Federated’s argument is without merit; the Auto Sales Exception provision is unenforceable. Federated admits that the provision, if enforced, would preclude coverage to an entire class of permissive users but argues that its provision is materially different than any other void Auto Sales Exception provision. Federated says that because the purpose of the Auto Sales Exception provision is to shift liability to West Michigan Auto and not Maher personally, there is a distinction between the case law Plaintiffs cite and the case law it cites. However, the case law interpreting the No-Fault Act draws no such distinction. Michigan courts have held similar provisions to the Auto Sales Exception provision in question to be void. In both Citizens Ins. Co. of America v. Chrysler Ins. Co., 2001 WL 1135298 (Mich.App.) and Flint Auto Auction, Inc. v. Universal Underwriters Ins. Co., 2013 WL 6409984 (E.D.Mich.2013), the court voided the exclusionary provision in dispute between an owner’s carrier and a driver’s employer’s carrier. Further, Michigan courts are clear in their holdings that the key question to determine coverage is whether the language of the policy, if enforced, would preclude coverage to a certain class of permissive users. (The “no-fault act unambiguously requires that a policy of automobile insurance, sold to a vehicle owner pursuant to the act, must provide coverage for residual liability arising from use of the vehicle so insured.” Citizens, supra at 230, 531 N.W.2d 138. See also Martin, supra at 446, 773 N.W.2d 29 finding that the distinctions between various exclusionary clauses while valid were immaterial).
2.
Federated cites two unreported Michigan appellate decisions, both of which were decided after Citizens Ins, which address Auto Sales Exception provisions similar to the provision in Federated’s policy. Federated says that the two cases uphold the provisions as valid under Michigan law. The Court disagrees; neither case supports Federated’s position.

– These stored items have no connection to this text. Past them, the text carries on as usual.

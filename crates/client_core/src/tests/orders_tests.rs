use async_trait::async_trait;
use serde_json::json;
use shared::domain::{AddressId, NewAddress};
use storage::{KeyValueStore, MemoryStore};

use super::*;
use crate::{
    status::StatusKind,
    test_support::{self, product, FakeBackend, Failure, Reply},
};

fn address() -> Address {
    NewAddress {
        user_id: UserId(7),
        full_name: "Ada Lovelace".into(),
        street_address: "12 Analytical Way".into(),
        city: "London".into(),
        state: "LDN".into(),
        postal_code: "N1".into(),
        country: "UK".into(),
        phone_number: "555-0100".into(),
        is_default: true,
    }
    .into_address(AddressId(3))
}

fn cart() -> Vec<CartItem> {
    vec![
        CartItem {
            id: None,
            cart_id: None,
            product: product(1, "Tea", 2.5),
            quantity: 2,
        },
        CartItem {
            id: None,
            cart_id: None,
            product: product(2, "Mug", 8.0),
            quantity: 1,
        },
    ]
}

async fn order_service(kv: Arc<dyn KeyValueStore>) -> (OrderService, Arc<FakeBackend>) {
    let backend = FakeBackend::new();
    let session = test_support::session_for(&backend, Arc::clone(&kv), Some(7)).await;
    let store = Arc::new(LocalStore::<LocalOrder>::open(kv).await);
    let service = OrderService::open(
        Arc::clone(&backend) as Arc<dyn CommerceBackend>,
        session,
        store,
        test_support::status(),
    )
    .await;
    (service, backend)
}

#[tokio::test]
async fn placed_order_is_recorded_with_server_id_and_address() {
    let kv: Arc<dyn KeyValueStore> = Arc::new(MemoryStore::new());
    let (orders, backend) = order_service(Arc::clone(&kv)).await;
    backend.respond("place_order", Reply::ok(json!({ "orderId": 77, "status": "CONFIRMED" })));

    let seen = Arc::new(Mutex::new(Vec::new()));
    let recorder = Arc::clone(&seen);
    orders.cell().subscribe(move |snapshot: &Vec<LocalOrder>| {
        recorder
            .lock()
            .expect("recorder")
            .push(snapshot.iter().map(|o| o.pending).collect::<Vec<_>>());
    });

    let placed = orders
        .place_order(&cart(), Some(&address()))
        .await
        .expect("place order");

    assert_eq!(placed.id, OrderId(77));
    assert_eq!(placed.status, "CONFIRMED");
    assert!((placed.total - 13.0).abs() < 1e-9);
    assert_eq!(placed.address.as_ref().map(|a| a.id), Some(AddressId(3)));
    assert_eq!(
        *seen.lock().expect("seen"),
        vec![vec![], vec![true], vec![false]]
    );
    assert_eq!(backend.bodies("place_order"), vec![json!({ "addressId": 3 })]);

    let reopened = LocalStore::<LocalOrder>::open(kv).await;
    let persisted = reopened.load().await;
    assert_eq!(persisted.len(), 1);
    assert_eq!(persisted[0].id, OrderId(77));
    assert!(!persisted[0].pending);
    assert_eq!(orders.history(UserId(7)).len(), 1);
    assert!(orders.history(UserId(8)).is_empty());
}

#[tokio::test]
async fn missing_server_fields_fall_back_to_local_id_and_placed_status() {
    let kv: Arc<dyn KeyValueStore> = Arc::new(MemoryStore::new());
    let (orders, backend) = order_service(kv).await;
    backend.respond("place_order", Reply::ok(json!("Order placed")));

    let placed = orders
        .place_order(&cart(), Some(&address()))
        .await
        .expect("place order");
    assert_eq!(placed.status, "Placed");
    assert_eq!(placed.id, OrderId(1));
}

#[tokio::test]
async fn rejected_order_leaves_no_trace() {
    let kv: Arc<dyn KeyValueStore> = Arc::new(MemoryStore::new());
    let (orders, backend) = order_service(Arc::clone(&kv)).await;
    backend.respond(
        "place_order",
        Reply::fail(Failure::Rejected(400, "Insufficient stock")),
    );

    let err = orders
        .place_order(&cart(), Some(&address()))
        .await
        .expect_err("rejected");
    assert_eq!(err.user_message(), "Insufficient stock");
    assert!(orders.history(UserId(7)).is_empty());
    assert!(LocalStore::<LocalOrder>::open(kv).await.load().await.is_empty());
}

#[tokio::test]
async fn validation_happens_before_any_request() {
    let (orders, backend) = order_service(Arc::new(MemoryStore::new())).await;

    let err = orders
        .place_order(&[], Some(&address()))
        .await
        .expect_err("empty cart");
    assert_eq!(err.user_message(), "Your cart is empty");

    let err = orders
        .place_order(&cart(), None)
        .await
        .expect_err("no address");
    assert_eq!(
        err.user_message(),
        "Please select or create a delivery address"
    );
    assert!(backend.calls().is_empty());
}

#[tokio::test]
async fn remote_history_is_normalized() {
    let (orders, backend) = order_service(Arc::new(MemoryStore::new())).await;
    backend.respond(
        "order_history",
        Reply::ok(json!([
            {
                "orderId": 5,
                "orderDate": "2024-03-01T10:00:00",
                "orderItems": [{ "productName": "Tea", "price": "2.5", "quantity": "2" }]
            }
        ])),
    );

    let history = orders.remote_history().await.expect("history");
    assert_eq!(history.len(), 1);
    assert_eq!(history[0].id, Some(OrderId(5)));
    assert_eq!(history[0].status, "Placed");
    assert!((history[0].total() - 5.0).abs() < 1e-9);
    assert!(history[0].created_date.is_some());
}

/// Accepts single-key writes but fails every batched write.
#[derive(Default)]
struct DiskFullStore {
    inner: MemoryStore,
}

#[async_trait]
impl KeyValueStore for DiskFullStore {
    async fn get(&self, key: &str) -> anyhow::Result<Option<String>> {
        self.inner.get(key).await
    }

    async fn set(&self, key: &str, value: &str) -> anyhow::Result<()> {
        self.inner.set(key, value).await
    }

    async fn remove(&self, key: &str) -> anyhow::Result<()> {
        self.inner.remove(key).await
    }

    async fn set_many(&self, _entries: &[(&str, String)]) -> anyhow::Result<()> {
        anyhow::bail!("disk full")
    }
}

#[tokio::test]
async fn unsaved_history_is_reported_as_failure() {
    let kv: Arc<dyn KeyValueStore> = Arc::new(DiskFullStore::default());
    let backend = FakeBackend::new();
    backend.respond("place_order", Reply::ok(json!({ "orderId": 77 })));
    let session = test_support::session_for(&backend, Arc::clone(&kv), Some(7)).await;
    let status = test_support::status();
    let orders = OrderService::open(
        Arc::clone(&backend) as Arc<dyn CommerceBackend>,
        session,
        Arc::new(LocalStore::<LocalOrder>::open(Arc::clone(&kv)).await),
        Arc::clone(&status),
    )
    .await;

    let err = orders
        .place_order(&cart(), Some(&address()))
        .await
        .expect_err("history write fails");

    assert!(matches!(err, ClientError::Storage(_)));
    assert_eq!(backend.calls_to("place_order"), 1);
    let message = status.current().expect("status message");
    assert_eq!(message.kind, StatusKind::Failure);
    assert_ne!(message.text, "Order placed successfully!");
    assert!(LocalStore::<LocalOrder>::open(kv).await.load().await.is_empty());
}
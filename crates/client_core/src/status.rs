use std::{
    sync::{
        atomic::{AtomicU64, Ordering},
        Arc,
    },
    time::Duration,
};

use serde::Serialize;
use tracing::debug;

use crate::broadcast::BroadcastCell;

#[derive(Debug, Clone, Copy, PartialEq, Eq, Serialize)]
#[serde(rename_all = "snake_case")]
pub enum StatusKind {
    Success,
    Failure,
}

#[derive(Debug, Clone, PartialEq, Eq, Serialize)]
pub struct StatusMessage {
    pub kind: StatusKind,
    pub text: String,
}

/// Publishes at most one message at a time. A newer message replaces the
/// current one and restarts the dismissal timer.
pub struct StatusNotifier {
    cell: Arc<BroadcastCell<Option<StatusMessage>>>,
    generation: Arc<AtomicU64>,
    success_ttl: Duration,
    failure_ttl: Duration,
}

impl StatusNotifier {
    pub fn new(success_ttl: Duration, failure_ttl: Duration) -> Self {
        Self {
            cell: Arc::new(BroadcastCell::new("status", None)),
            generation: Arc::new(AtomicU64::new(0)),
            success_ttl,
            failure_ttl,
        }
    }

    pub fn cell(&self) -> &Arc<BroadcastCell<Option<StatusMessage>>> {
        &self.cell
    }

    pub fn current(&self) -> Option<StatusMessage> {
        (*self.cell.current()).clone()
    }

    pub fn success(&self, text: impl Into<String>) {
        self.publish(StatusKind::Success, text.into(), self.success_ttl);
    }

    pub fn failure(&self, text: impl Into<String>) {
        self.publish(StatusKind::Failure, text.into(), self.failure_ttl);
    }

    pub fn dismiss(&self) {
        self.generation.fetch_add(1, Ordering::SeqCst);
        self.cell.replace(None);
    }

    fn publish(&self, kind: StatusKind, text: String, ttl: Duration) {
        let generation = self.generation.fetch_add(1, Ordering::SeqCst) + 1;
        debug!(?kind, text = %text, "status: published");
        self.cell.replace(Some(StatusMessage { kind, text }));

        // Dismissal needs a runtime; without one the message simply stays.
        let Ok(runtime) = tokio::runtime::Handle::try_current() else {
            return;
        };
        let cell = Arc::clone(&self.cell);
        let current_generation = Arc::clone(&self.generation);
        runtime.spawn(async move {
            tokio::time::sleep(ttl).await;
            if current_generation.load(Ordering::SeqCst) == generation {
                cell.replace(None);
            }
        });
    }
}
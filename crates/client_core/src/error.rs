use shared::error::{ApiErrorBody, RejectionCode};
use thiserror::Error;

pub type ClientResult<T> = std::result::Result<T, ClientError>;

#[derive(Debug, Error)]
pub enum ClientError {
    #[error("network failure (timeout={timeout}): {message}")]
    NetworkFailure { timeout: bool, message: String },
    #[error("remote rejected request with status {status}: {message}")]
    RemoteRejection { status: u16, message: String },
    #[error("all {attempts} strategies for '{action}' failed; last error: {last}")]
    AllFallbacksExhausted {
        action: String,
        attempts: usize,
        #[source]
        last: Box<ClientError>,
    },
    #[error("local value '{key}' is corrupt: {message}")]
    LocalStorageCorrupt { key: String, message: String },
    #[error("{0}")]
    ValidationFailure(String),
    #[error("invalid response payload: {0}")]
    Decode(String),
    #[error("local storage failure: {0}")]
    Storage(#[from] anyhow::Error),
}

impl ClientError {
    pub fn network(message: impl Into<String>) -> Self {
        Self::NetworkFailure {
            timeout: false,
            message: message.into(),
        }
    }

    pub fn timeout(message: impl Into<String>) -> Self {
        Self::NetworkFailure {
            timeout: true,
            message: message.into(),
        }
    }

    pub fn rejection(status: u16, body: &ApiErrorBody, fallback: &str) -> Self {
        Self::RemoteRejection {
            status,
            message: body.message_or(fallback),
        }
    }

    pub fn validation(message: impl Into<String>) -> Self {
        Self::ValidationFailure(message.into())
    }

    /// True for transport timeouts, including one wrapped by an exhausted
    /// fallback chain.
    pub fn is_timeout(&self) -> bool {
        match self {
            Self::NetworkFailure { timeout, .. } => *timeout,
            Self::AllFallbacksExhausted { last, .. } => last.is_timeout(),
            _ => false,
        }
    }

    pub fn rejection_code(&self) -> Option<RejectionCode> {
        match self {
            Self::RemoteRejection { status, .. } => Some(RejectionCode::from_status(*status)),
            Self::AllFallbacksExhausted { last, .. } => last.rejection_code(),
            _ => None,
        }
    }

    /// Message suitable for a transient status line.
    pub fn user_message(&self) -> String {
        match self {
            Self::NetworkFailure { timeout: true, .. } => {
                "The server took too long to respond".into()
            }
            Self::NetworkFailure { .. } => "Could not reach the server".into(),
            Self::RemoteRejection { message, .. } => message.clone(),
            Self::AllFallbacksExhausted { last, .. } => last.user_message(),
            Self::LocalStorageCorrupt { .. } | Self::Storage(_) => {
                "Could not save changes on this device".into()
            }
            Self::ValidationFailure(message) => message.clone(),
            Self::Decode(_) => "The server sent an unexpected response".into(),
        }
    }
}

impl From<reqwest::Error> for ClientError {
    fn from(err: reqwest::Error) -> Self {
        if err.is_timeout() {
            return Self::timeout(err.to_string());
        }
        if let Some(status) = err.status() {
            return Self::RemoteRejection {
                status: status.as_u16(),
                message: err.to_string(),
            };
        }
        if err.is_decode() {
            return Self::Decode(err.to_string());
        }
        Self::network(err.to_string())
    }
}

impl From<serde_json::Error> for ClientError {
    fn from(err: serde_json::Error) -> Self {
        Self::Decode(err.to_string())
    }
}

#[cfg(test)]
mod tests {
    use super::*;

    #[test]
    fn exhausted_chain_reports_wrapped_timeout() {
        let err = ClientError::AllFallbacksExhausted {
            action: "delete product".into(),
            attempts: 3,
            last: Box::new(ClientError::timeout("deadline elapsed")),
        };
        assert!(err.is_timeout());
        assert_eq!(err.user_message(), "The server took too long to respond");
        assert!(err.to_string().contains("all 3 strategies for 'delete product'"));
    }

    #[test]
    fn rejection_uses_body_message() {
        let err = ClientError::rejection(404, &ApiErrorBody::new("Cart not found"), "Failed");
        assert_eq!(err.user_message(), "Cart not found");
        assert_eq!(err.rejection_code(), Some(RejectionCode::NotFound));
        assert!(!err.is_timeout());
    }
}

In Citizens Ins. Co. of Am. v. Chrysler Ins. Co., 2001 WL 1135298 (Mich.Ct.App. Sept. 18, 2001), an auto repair shop installed an air conditioner in a dump truck owned by a car dealership. After service was completed, the repair shop’s employee was driving the truck back to the dealership when he became involved in an accident. The repair shop’s insurer commenced a declaratory action to establish that the dealership’s insurer provided primary coverage, while the dealership’s insurer counterclaimed that the driver and the repair shop did not qualify as insureds under its Auto Sales Exception provision. The Chrysler Ins, court affirmed the trial court’s determination that the repair shop employee driver was not an insured under the dealership’s policy. However, despite the fact that the driver was not an insured under the dealership’s policy, the Michigan Court of Appeals held that “it violated public policy for the owner of the dump truck... to fail to provide coverage for a permissive user.” Id. at 6. As such, the Court of Appeals held that the provision violated the No-Fault Act and the dealership was obligated to insure the driver for at least the $20,000/$40,000 minimum legal requirement under M.C.L. § 500.3009(1).
b.
In the second case, the Michigan Court of Appeals addressed an Auto Sales Exception provision similar to the provision in Federated’s policy five years later in Am-erisure Inc. v. Brennan, 2006 WL 3733283 (Mich.Ct.App. Dec. 19, 2006). There, an auto dealership loaned a vehicle it owned to an auto broker for the broker’s use over a weekend in an auto show. An employee of the auto broker was driving the vehicle during the on-loan weekend when he was involved in an accident. The trial court determined that the driver was a permissive user insured under the dealership’s policy. The Amerisure court reversed, noting that the trial court “ignored or overlooked” the section of the dealership’s policy that “excepts from the definition of ‘insured’ ‘someone using a covered ‘auto’ while he or she is working in the business of selling, servicing, repairing or parking ‘autos’ unless that business is [the named insured’s].” Id. at *3. However, the court ultimately held that the broker was not an insured under the terms of the dealership’s policy because the driver was acting outside the scope of his permissive use of the vehicle at the time of the accident. Id. at *3. Here, there is no dispute that Maher was a permissive user of the Brooklyn Ford owned vehicle.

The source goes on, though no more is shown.